Collected data entries:
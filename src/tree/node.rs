//! In-memory NeXus tree: groups, datasets and their attributes.
//!
//! Whether a node is a group or a dataset is decided once, when the tree is
//! validated, and encoded in the `Node` tagged union. Nothing downstream
//! re-probes for "has children".

use serde::Deserialize;
use serde_json::Value;

/// Native storage type tag, as declared in the tree document.
///
/// `String` stands for fixed-width byte/text storage; `Object` is anything
/// the source system could not represent as a concrete scalar type.
#[derive(Debug, Clone, Copy, PartialEq, Eq, Deserialize)]
#[serde(rename_all = "lowercase")]
pub enum DType {
    Int8,
    Int16,
    Int32,
    Int64,
    Uint8,
    Uint16,
    Uint32,
    Uint64,
    Float32,
    Float64,
    Bool,
    String,
    Object,
}

#[derive(Debug, Clone, PartialEq)]
pub enum Node {
    Group(Group),
    Dataset(Dataset),
}

impl Node {
    pub fn name(&self) -> &str {
        match self {
            Node::Group(g) => &g.name,
            Node::Dataset(d) => &d.name,
        }
    }
}

#[derive(Debug, Clone, PartialEq)]
pub struct Group {
    pub name: String,
    /// Slash-separated ancestor names, e.g. "/raw_data_1/sample".
    pub path: String,
    /// NX class name; empty when the document declared none.
    pub class: String,
    pub attributes: Vec<Attribute>,
    /// Declaration order from the source document; order is significant.
    pub children: Vec<Node>,
}

#[derive(Debug, Clone, PartialEq)]
pub struct Dataset {
    pub name: String,
    pub path: String,
    pub dtype: DType,
    /// Per-dimension sizes; empty means scalar.
    pub shape: Vec<u64>,
    pub values: Value,
    pub attributes: Vec<Attribute>,
}

#[derive(Debug, Clone, PartialEq)]
pub struct Attribute {
    pub name: String,
    pub dtype: DType,
    pub shape: Vec<u64>,
    pub values: Value,
}

/// A validated NeXus tree. The root itself is anonymous; only its children
/// appear in generated descriptions.
#[derive(Debug, Clone, PartialEq)]
pub struct Tree {
    pub children: Vec<Node>,
}
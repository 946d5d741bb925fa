//! Start/stop command envelopes for the file-writer service.
//!
//! A start command carries the full description document plus broker and
//! output-file metadata; the paired stop command shares its job id so the
//! writer can correlate the two. Optional timestamps are omitted from the
//! wire, never emitted as null.

use crate::describe::Description;
use serde::Serialize;
use uuid::Uuid;

#[derive(Debug, Clone)]
pub struct CommandConfig {
    pub broker: String,
    pub file_name: String,
    /// Correlation id; a fresh time-ordered id is generated when unset.
    pub job_id: Option<String>,
    /// Milliseconds since the unix epoch.
    pub start_time: Option<i64>,
    pub stop_time: Option<i64>,
}

#[derive(Debug, Clone, PartialEq, Serialize)]
pub struct WriteCommand {
    pub cmd: String,
    pub broker: String,
    pub job_id: String,
    pub file_attributes: FileAttributes,
    pub nexus_structure: Description,
    #[serde(skip_serializing_if = "Option::is_none")]
    pub start_time: Option<i64>,
}

#[derive(Debug, Clone, PartialEq, Serialize)]
pub struct FileAttributes {
    pub file_name: String,
}

#[derive(Debug, Clone, PartialEq, Serialize)]
pub struct StopCommand {
    pub cmd: String,
    pub job_id: String,
    #[serde(skip_serializing_if = "Option::is_none")]
    pub stop_time: Option<i64>,
}

pub fn create_writer_commands(
    structure: Description,
    config: &CommandConfig,
) -> (WriteCommand, StopCommand) {
    let job_id = config
        .job_id
        .clone()
        .filter(|id| !id.is_empty())
        .unwrap_or_else(|| Uuid::now_v7().to_string());

    let write = WriteCommand {
        cmd: "FileWriter_new".to_string(),
        broker: config.broker.clone(),
        job_id: job_id.clone(),
        file_attributes: FileAttributes {
            file_name: config.file_name.clone(),
        },
        nexus_structure: structure,
        start_time: config.start_time,
    };
    let stop = StopCommand {
        cmd: "FileWriter_stop".to_string(),
        job_id,
        stop_time: config.stop_time,
    };
    (write, stop)
}

#[cfg(test)]
mod tests {
    use super::*;
    use pretty_assertions::assert_eq;
    use serde_json::json;

    fn config() -> CommandConfig {
        CommandConfig {
            broker: "localhost:9092".to_string(),
            file_name: "out.nxs".to_string(),
            job_id: None,
            start_time: None,
            stop_time: None,
        }
    }

    fn empty_structure() -> Description {
        Description { children: Vec::new() }
    }

    #[test]
    fn generated_job_ids_are_fresh_and_shared_within_a_pair() {
        let (write_a, stop_a) = create_writer_commands(empty_structure(), &config());
        let (write_b, stop_b) = create_writer_commands(empty_structure(), &config());

        assert!(!write_a.job_id.is_empty());
        assert_eq!(write_a.job_id, stop_a.job_id);
        assert_eq!(write_b.job_id, stop_b.job_id);
        assert_ne!(write_a.job_id, write_b.job_id);
    }

    #[test]
    fn supplied_job_id_is_kept_and_empty_means_unset() {
        let (write, stop) = create_writer_commands(
            empty_structure(),
            &CommandConfig {
                job_id: Some("run-42".to_string()),
                ..config()
            },
        );
        assert_eq!(write.job_id, "run-42");
        assert_eq!(stop.job_id, "run-42");

        let (write, _) = create_writer_commands(
            empty_structure(),
            &CommandConfig {
                job_id: Some(String::new()),
                ..config()
            },
        );
        assert!(!write.job_id.is_empty());
    }

    #[test]
    fn timestamps_are_omitted_when_unset() {
        let (write, stop) = create_writer_commands(empty_structure(), &config());
        let write = serde_json::to_value(&write).unwrap();
        let stop = serde_json::to_value(&stop).unwrap();
        assert!(write.get("start_time").is_none());
        assert!(stop.get("stop_time").is_none());
        assert_eq!(write["cmd"], json!("FileWriter_new"));
        assert_eq!(stop["cmd"], json!("FileWriter_stop"));
    }

    #[test]
    fn write_command_wire_shape() {
        let (write, stop) = create_writer_commands(
            empty_structure(),
            &CommandConfig {
                job_id: Some("job-1".to_string()),
                start_time: Some(1_546_300_800_000),
                stop_time: Some(1_546_304_400_000),
                ..config()
            },
        );
        assert_eq!(
            serde_json::to_value(&write).unwrap(),
            json!({
                "cmd": "FileWriter_new",
                "broker": "localhost:9092",
                "job_id": "job-1",
                "file_attributes": { "file_name": "out.nxs" },
                "nexus_structure": { "children": [] },
                "start_time": 1_546_300_800_000_i64
            })
        );
        assert_eq!(
            serde_json::to_value(&stop).unwrap(),
            json!({
                "cmd": "FileWriter_stop",
                "job_id": "job-1",
                "stop_time": 1_546_304_400_000_i64
            })
        );
    }
}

ACTION ITEM ▸ Copy out each line of the records above that includes "declared".

ANSWER ▸
/// Native storage type tag, as declared in the tree document.
    /// NX class name; empty when the document declared none.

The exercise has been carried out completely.